#### Work instructions
Reproduce each line from the first in the data through the line that contains "only wants warnings" exactly; give nothing else.

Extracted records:
[Start of Attachment]

mod cli;
mod commands;

use anyhow::{Context, Result};
use clap::Parser;
use redact_config::Config;

fn main() -> Result<()> {
    let cli = cli::Cli::parse();

    // Logs go to stderr; the review screen only wants warnings
    let default_filter = match cli.command {
        cli::Commands::Review { .. } => "warn",
        _ => "info",
    };
    tracing_subscriber::fmt()
        .with_env_filter(
            tracing_subscriber::EnvFilter::try_from_default_env()
                .unwrap_or_else(|_| tracing_subscriber::EnvFilter::new(default_filter)),
        )
        .with_writer(std::io::stderr)
        .init();

    let config_path = cli.config.clone().unwrap_or_else(Config::config_path);
    let config = match &cli.config {
        Some(path) => Config::load_from(path),
        None => Config::load_or_create(&config_path),
    }
    .with_context(|| format!("Failed to load config from {}", config_path.display()))?;

    match cli.command {
        cli::Commands::Scan { inputs } => commands::scan::handle(&inputs, &config),
        cli::Commands::Apply {
            inputs,
            output,
            audit,
        } => commands::apply::handle(&inputs, output.as_deref(), audit, &config),
        cli::Commands::Review { inputs, output } => {
            commands::review::handle(&inputs, output, &config)
        }
        cli::Commands::Config => commands::config::handle(&config_path, &config),
    }
}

[End of Attachment]

#### Solution
mod cli;
mod commands;

use anyhow::{Context, Result};
use clap::Parser;
use redact_config::Config;

fn main() -> Result<()> {
    let cli = cli::Cli::parse();

    // Logs go to stderr; the review screen only wants warnings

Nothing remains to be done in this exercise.